Teeth found near Tel Aviv point to a new prehistoric human species
Researchers found four teeth in the Qesem Cave near Rosh Ha’ayin (not far from Tel Aviv), and they were astonished at test results that conclude the fossils to be some 400,000-years-old. The significance of this is that it’s possible that the origin of prehistoric man is in Israel, and not in East Africa. And an additional surprise is that prehistoric man was mainly vegetarian and not carnivorous.
The cave is 10 meters deep and its surface area is approximately 300 square meters. Researchers have been sifting through it for some 15 years to discover remains from prehistoric times. The ancient teeth were discovered by scientists from Tel Aviv University and other research institutions in the world.

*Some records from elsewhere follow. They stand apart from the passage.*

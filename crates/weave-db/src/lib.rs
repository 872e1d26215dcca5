//! # weave-db
//!
//! Database access layer for the Weave social core.
//! Manages the single SQLite database holding the social graph, content,
//! notifications, and economy tables.
//!
//! ## Conventions
//!
//! - WAL mode, foreign keys enforced
//! - All timestamps are Unix epoch seconds (i64)
//! - Schema version stored in `PRAGMA user_version`
//! - Query functions are dumb fetches; ranking and policy live in the core

pub mod migrations;
pub mod queries;
pub mod schema;

use rusqlite::Connection;
use std::path::Path;

/// Current schema version.
pub const SCHEMA_VERSION: u32 = 1;

/// Database error types.
#[derive(Debug, thiserror::Error)]
pub enum DbError {
    #[error("SQLite error: {0}")]
    Sqlite(#[from] rusqlite::Error),

    #[error("migration failed: {0}")]
    Migration(String),

    #[error("not found: {0}")]
    NotFound(String),

    #[error("constraint violation: {0}")]
    Constraint(String),
}

impl DbError {
    /// Whether the underlying failure is a uniqueness/constraint violation.
    pub fn is_constraint(&self) -> bool {
        match self {
            DbError::Constraint(_) => true,
            DbError::Sqlite(rusqlite::Error::SqliteFailure(err, _)) => {
                err.code == rusqlite::ErrorCode::ConstraintViolation
            }
            _ => false,
        }
    }
}

pub type Result<T> = std::result::Result<T, DbError>;

/// Open or create the Weave database at the given path.
///
/// Configures WAL mode, foreign keys, and runs any pending migrations.
pub fn open(path: &Path) -> Result<Connection> {
    let conn = Connection::open(path)?;
    configure(&conn)?;
    migrations::run(&conn)?;
    Ok(conn)
}

/// Open an in-memory database (for testing).
pub fn open_memory() -> Result<Connection> {
    let conn = Connection::open_in_memory()?;
    configure(&conn)?;
    migrations::run(&conn)?;
    Ok(conn)
}

/// Configure SQLite pragmas.
fn configure(conn: &Connection) -> Result<()> {
    conn.execute_batch(
        "PRAGMA journal_mode = WAL;
         PRAGMA foreign_keys = ON;
         PRAGMA busy_timeout = 5000;
         PRAGMA synchronous = NORMAL;",
    )?;
    Ok(())
}

/// Current time as Unix epoch seconds.
pub fn now() -> i64 {
    std::time::SystemTime::now()
        .duration_since(std::time::UNIX_EPOCH)
        .unwrap_or_default()
        .as_secs() as i64
}
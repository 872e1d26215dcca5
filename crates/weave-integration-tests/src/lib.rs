//! Integration test crate for the weave social core.
//!
//! This crate has no library code — it only contains integration tests
//! that exercise end-to-end social flows across multiple workspace crates.
//!
//! Run all integration tests:
//! ```sh
//! cargo test -p weave-integration-tests
//! ```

Their examination revealed that they belong to a type of prehistoric man that lived in Israel, and that until now no one knew existed. Science has until now held that humans originated in Africa (Homo Sapiens who developed there about 200,000 years ago.)
Another prehistoric species was the Neanderthal, who became extinct, and originated in Europe about 300,000 years ago. It is estimated that the teeth found in the cave in Israel belong to more ancient species of human, who was in fact the father of Homo sapiens and Neanderthals.
Tests of the tartar from the teeth revealed remnants of seeds and coal particles which indicate that this species, which science has still not named, was mostly vegetarian. He did eat meat but in very small quantities.
The rapid discovery on the teeth’s compostion was made possible by research done by Professor Avi Gopher, Prof. Ran Barkai and Dr. Rachel Sarig of Tel Aviv University in collaboration with foreign researchers.